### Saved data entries
//! Built-in startup modules
//!
//! Registered by [`crate::bootstrap::init_app`] in this order:
//!
//! 1. [`WindowManager`]
//! 2. [`SingleInstanceApp`]
//! 3. [`ApplicationTerminatorOnLastWindowClose`]
//! 4. [`HardwareAcceleration`]
//! 5. [`AutoUpdater`]
//! 6. [`ChromeDevToolsExtension`]
//! 7. [`BlockNotAllowedOrigins`]
//! 8. [`ExternalUrls`]

mod devtools;
mod lifecycle;
mod security;
mod single_instance;
mod updater;
mod window_manager;

pub use devtools::{ChromeDevToolsExtension, DevToolsExtension};
pub use lifecycle::{ApplicationTerminatorOnLastWindowClose, HardwareAcceleration};
pub use security::{BlockNotAllowedOrigins, ExternalUrls};
pub use single_instance::SingleInstanceApp;
pub use updater::{AutoUpdater, HttpUpdateSource, ReleaseInfo, UpdateSource, compare_versions};
pub use window_manager::WindowManager;
use clap::Parser;

use crate::bundle::{BundleItem, BundleRequest, DEFAULT_CONCURRENCY, Scope};

#[derive(Parser, Debug)]
#[command(name = "stowzip")]
#[command(version)]
#[command(about = "Bundle local and remote files into a stored ZIP archive", long_about = None)]
#[command(after_help = "Examples:\n  \
  stowzip a.csv b.csv                         write data-<date>-all.zip\n  \
  stowzip -s -n forecasts -b https://example.com /csv/2024-01.csv\n  \
  stowzip -p /csv/a.csv::january.csv | unzip -l /dev/stdin")]
pub struct Cli {
    /// Resources to include, as SOURCE or SOURCE::NAME
    #[arg(value_name = "RESOURCES")]
    pub resources: Vec<String>,

    /// Archive name prefix
    #[arg(short = 'n', long = "name", value_name = "PREFIX", env = "STOWZIP_NAME")]
    pub name: Option<String>,

    /// Prefix prepended to every resource (URL root or directory)
    #[arg(
        short = 'b',
        long = "base",
        value_name = "BASE",
        env = "STOWZIP_BASE",
        default_value = ""
    )]
    pub base: String,

    /// Mark the archive as a selected subset rather than all items
    #[arg(short = 's', long = "selected")]
    pub selected: bool,

    /// Write the archive into exdir
    #[arg(short = 'd', value_name = "DIR")]
    pub output_dir: Option<String>,

    /// Write the archive to stdout, no messages
    #[arg(short = 'p')]
    pub pipe: bool,

    /// Overwrite an existing archive WITHOUT prompting
    #[arg(short = 'o')]
    pub overwrite: bool,

    /// Number of concurrent downloads
    #[arg(short = 'j', long = "jobs", value_name = "N", default_value_t = DEFAULT_CONCURRENCY)]
    pub jobs: usize,

    /// List included and skipped entries
    #[arg(short = 'v')]
    pub verbose: bool,

    /// Quiet mode (-qq => quieter)
    #[arg(short = 'q', action = clap::ArgAction::Count)]
    pub quiet: u8,
}

impl Cli {
    pub fn is_quiet(&self) -> bool {
        self.quiet > 0 || self.pipe
    }

    pub fn is_very_quiet(&self) -> bool {
        self.quiet > 1
    }

    pub fn scope(&self) -> Scope {
        if self.selected { Scope::Selected } else { Scope::All }
    }

    /// Default log filter when `RUST_LOG` is not set.
    pub fn log_level(&self) -> &'static str {
        if self.is_very_quiet() {
            "error"
        } else if self.is_quiet() {
            "warn"
        } else if self.verbose {
            "debug"
        } else {
            "info"
        }
    }

    pub fn request(&self) -> BundleRequest {
        let items = self.resources.iter().map(|r| parse_resource(r)).collect();
        let mut request = BundleRequest::new(items).with_scope(self.scope());
        request.name = self.name.clone();
        request
    }
}

/// Parse `SOURCE` or `SOURCE::NAME`.
///
/// The split only happens when NAME looks like a file name, so URLs such as
/// `http://[::1]/a.csv` are left intact.
pub fn parse_resource(arg: &str) -> BundleItem {
    match arg.rsplit_once("::") {
        Some((source, name))
            if !source.is_empty() && !name.is_empty() && !name.contains(['/', ']']) =>
        {
            BundleItem::new(source).with_filename(name)
        }
        _ => BundleItem::new(arg),
    }
}
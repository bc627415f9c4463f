//! Stored ZIP archive construction.
//!
//! This module turns an ordered list of named payloads into a complete ZIP
//! byte stream, entirely in memory and without compression.
//!
//! ## Architecture
//!
//! - [`crc32`]: CRC-32 checksum with a lazily built, process-wide table
//! - [`writer`]: little-endian cursor over an owned buffer
//! - [`structures`]: the fixed-layout records (local header, central header, EOCD)
//! - [`encoder`]: one payload to its local and central records
//! - [`assembler`]: offset bookkeeping and the final concatenation
//!
//! ## ZIP Format Overview
//!
//! A ZIP file consists of:
//! 1. Local file headers followed by the data for each file
//! 2. Central Directory with metadata for all files
//! 3. End of Central Directory (EOCD) record at the end
//!
//! ## Limitations
//!
//! - STORED (method 0) only, no compression
//! - No ZIP64: at most 65535 entries and 4 GiB
//! - No timestamps, permissions, comments or extra fields
//! - No encryption, no multi-disk archives

pub mod assembler;
pub mod crc32;
pub mod encoder;
pub mod structures;
pub mod writer;

pub use assembler::{
    ArchiveBuilder, ArchiveEntry, MAX_ENTRIES, build_archive, central_entry_size,
    local_entry_size,
};
pub use crc32::{Crc32, crc32};
pub use encoder::EntryEncoder;
pub use structures::*;
pub use writer::ByteWriter;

### Work request
The records above are to be restated word for word.

### Answer space
//! Built-in startup modules
//!
//! Registered by [`crate::bootstrap::init_app`] in this order:
//!
//! 1. [`WindowManager`]
//! 2. [`SingleInstanceApp`]
//! 3. [`ApplicationTerminatorOnLastWindowClose`]
//! 4. [`HardwareAcceleration`]
//! 5. [`AutoUpdater`]
//! 6. [`ChromeDevToolsExtension`]
//! 7. [`BlockNotAllowedOrigins`]
//! 8. [`ExternalUrls`]

mod devtools;
mod lifecycle;
mod security;
mod single_instance;
mod updater;
mod window_manager;

pub use devtools::{ChromeDevToolsExtension, DevToolsExtension};
pub use lifecycle::{ApplicationTerminatorOnLastWindowClose, HardwareAcceleration};
pub use security::{BlockNotAllowedOrigins, ExternalUrls};
pub use single_instance::SingleInstanceApp;
pub use updater::{AutoUpdater, HttpUpdateSource, ReleaseInfo, UpdateSource, compare_versions};
pub use window_manager::WindowManager;
use clap::Parser;

use crate::bundle::{BundleItem, BundleRequest, DEFAULT_CONCURRENCY, Scope};

#[derive(Parser, Debug)]
#[command(name = "stowzip")]
#[command(version)]
#[command(about = "Bundle local and remote files into a stored ZIP archive", long_about = None)]
#[command(after_help = "Examples:\n  \
  stowzip a.csv b.csv                         write data-<date>-all.zip\n  \
  stowzip -s -n forecasts -b https://example.com /csv/2024-01.csv\n  \
  stowzip -p /csv/a.csv::january.csv | unzip -l /dev/stdin")]
pub struct Cli {
    /// Resources to include, as SOURCE or SOURCE::NAME
    #[arg(value_name = "RESOURCES")]
    pub resources: Vec<String>,

    /// Archive name prefix
    #[arg(short = 'n', long = "name", value_name = "PREFIX", env = "STOWZIP_NAME")]
    pub name: Option<String>,

    /// Prefix prepended to every resource (URL root or directory)
    #[arg(
        short = 'b',
        long = "base",
        value_name = "BASE",
        env = "STOWZIP_BASE",
        default_value = ""
    )]
    pub base: String,

    /// Mark the archive as a selected subset rather than all items
    #[arg(short = 's', long = "selected")]
    pub selected: bool,

    /// Write the archive into exdir
    #[arg(short = 'd', value_name = "DIR")]
    pub output_dir: Option<String>,

    /// Write the archive to stdout, no messages
    #[arg(short = 'p')]
    pub pipe: bool,

    /// Overwrite an existing archive WITHOUT prompting
    #[arg(short = 'o')]
    pub overwrite: bool,

    /// Number of concurrent downloads
    #[arg(short = 'j', long = "jobs", value_name = "N", default_value_t = DEFAULT_CONCURRENCY)]
    pub jobs: usize,

    /// List included and skipped entries
    #[arg(short = 'v')]
    pub verbose: bool,

    /// Quiet mode (-qq => quieter)
    #[arg(short = 'q', action = clap::ArgAction::Count)]
    pub quiet: u8,
}

impl Cli {
    pub fn is_quiet(&self) -> bool {
        self.quiet > 0 || self.pipe
    }

    pub fn is_very_quiet(&self) -> bool {
        self.quiet > 1
    }

    pub fn scope(&self) -> Scope {
        if self.selected { Scope::Selected } else { Scope::All }
    }

    /// Default log filter when `RUST_LOG` is not set.
    pub fn log_level(&self) -> &'static str {
        if self.is_very_quiet() {
            "error"
        } else if self.is_quiet() {
            "warn"
        } else if self.verbose {
            "debug"
        } else {
            "info"
        }
    }

    pub fn request(&self) -> BundleRequest {
        let items = self.resources.iter().map(|r| parse_resource(r)).collect();
        let mut request = BundleRequest::new(items).with_scope(self.scope());
        request.name = self.name.clone();
        request
    }
}

/// Parse `SOURCE` or `SOURCE::NAME`.
///
/// The split only happens when NAME looks like a file name, so URLs such as
/// `http://[::1]/a.csv` are left intact.
pub fn parse_resource(arg: &str) -> BundleItem {
    match arg.rsplit_once("::") {
        Some((source, name))
            if !source.is_empty() && !name.is_empty() && !name.contains(['/', ']']) =>
        {
            BundleItem::new(source).with_filename(name)
        }
        _ => BundleItem::new(arg),
    }
}
repository bc627415f9c4463f
//! Stored ZIP archive construction.
//!
//! This module turns an ordered list of named payloads into a complete ZIP
//! byte stream, entirely in memory and without compression.
//!
//! ## Architecture
//!
//! - [`crc32`]: CRC-32 checksum with a lazily built, process-wide table
//! - [`writer`]: little-endian cursor over an owned buffer
//! - [`structures`]: the fixed-layout records (local header, central header, EOCD)
//! - [`encoder`]: one payload to its local and central records
//! - [`assembler`]: offset bookkeeping and the final concatenation
//!
//! ## ZIP Format Overview
//!
//! A ZIP file consists of:
//! 1. Local file headers followed by the data for each file
//! 2. Central Directory with metadata for all files
//! 3. End of Central Directory (EOCD) record at the end
//!
//! ## Limitations
//!
//! - STORED (method 0) only, no compression
//! - No ZIP64: at most 65535 entries and 4 GiB
//! - No timestamps, permissions, comments or extra fields
//! - No encryption, no multi-disk archives

pub mod assembler;
pub mod crc32;
pub mod encoder;
pub mod structures;
pub mod writer;

pub use assembler::{
    ArchiveBuilder, ArchiveEntry, MAX_ENTRIES, build_archive, central_entry_size,
    local_entry_size,
};
pub use crc32::{Crc32, crc32};
pub use encoder::EntryEncoder;
pub use structures::*;
pub use writer::ByteWriter;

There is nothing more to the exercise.